▶ **Entries taken from a collection**

---

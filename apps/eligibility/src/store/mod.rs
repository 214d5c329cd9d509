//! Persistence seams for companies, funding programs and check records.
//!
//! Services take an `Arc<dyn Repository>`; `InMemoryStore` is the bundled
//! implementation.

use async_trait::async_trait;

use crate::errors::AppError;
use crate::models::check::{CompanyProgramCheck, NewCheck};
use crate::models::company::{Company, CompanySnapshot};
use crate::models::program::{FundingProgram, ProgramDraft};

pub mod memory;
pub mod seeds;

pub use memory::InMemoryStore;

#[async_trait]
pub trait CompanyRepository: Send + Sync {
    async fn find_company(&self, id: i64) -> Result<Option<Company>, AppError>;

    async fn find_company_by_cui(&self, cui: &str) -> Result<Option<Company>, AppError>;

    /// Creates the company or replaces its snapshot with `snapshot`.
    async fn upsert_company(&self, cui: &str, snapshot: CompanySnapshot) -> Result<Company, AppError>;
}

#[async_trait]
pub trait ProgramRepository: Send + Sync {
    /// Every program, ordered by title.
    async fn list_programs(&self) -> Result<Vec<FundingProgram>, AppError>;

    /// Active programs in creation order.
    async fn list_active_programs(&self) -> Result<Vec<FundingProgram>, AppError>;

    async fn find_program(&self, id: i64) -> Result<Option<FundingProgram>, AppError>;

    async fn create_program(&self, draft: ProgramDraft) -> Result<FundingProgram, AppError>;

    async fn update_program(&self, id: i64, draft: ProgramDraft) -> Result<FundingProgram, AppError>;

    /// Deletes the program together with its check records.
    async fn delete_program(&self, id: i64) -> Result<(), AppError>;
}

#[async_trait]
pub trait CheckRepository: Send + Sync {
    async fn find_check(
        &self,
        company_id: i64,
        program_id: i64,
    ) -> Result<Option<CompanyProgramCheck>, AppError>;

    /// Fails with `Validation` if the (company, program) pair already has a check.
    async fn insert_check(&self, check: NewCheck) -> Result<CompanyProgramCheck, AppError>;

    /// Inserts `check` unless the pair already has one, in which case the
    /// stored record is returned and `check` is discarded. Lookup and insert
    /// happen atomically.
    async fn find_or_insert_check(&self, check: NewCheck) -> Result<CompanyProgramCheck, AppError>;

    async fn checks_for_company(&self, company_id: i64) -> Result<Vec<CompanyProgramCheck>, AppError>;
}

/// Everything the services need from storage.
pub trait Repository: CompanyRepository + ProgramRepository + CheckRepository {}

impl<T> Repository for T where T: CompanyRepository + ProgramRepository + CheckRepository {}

---

▶ **Task description**
Transcribe only the trailing portion of the entries above: the line that contains "async fn delete_program(&self, id: i64)" and each line after it.

▶ **Expected answer**
    async fn delete_program(&self, id: i64) -> Result<(), AppError>;
}

#[async_trait]
pub trait CheckRepository: Send + Sync {
    async fn find_check(
        &self,
        company_id: i64,
        program_id: i64,
    ) -> Result<Option<CompanyProgramCheck>, AppError>;

    /// Fails with `Validation` if the (company, program) pair already has a check.
    async fn insert_check(&self, check: NewCheck) -> Result<CompanyProgramCheck, AppError>;

    /// Inserts `check` unless the pair already has one, in which case the
    /// stored record is returned and `check` is discarded. Lookup and insert
    /// happen atomically.
    async fn find_or_insert_check(&self, check: NewCheck) -> Result<CompanyProgramCheck, AppError>;

    async fn checks_for_company(&self, company_id: i64) -> Result<Vec<CompanyProgramCheck>, AppError>;
}

/// Everything the services need from storage.
pub trait Repository: CompanyRepository + ProgramRepository + CheckRepository {}

impl<T> Repository for T where T: CompanyRepository + ProgramRepository + CheckRepository {}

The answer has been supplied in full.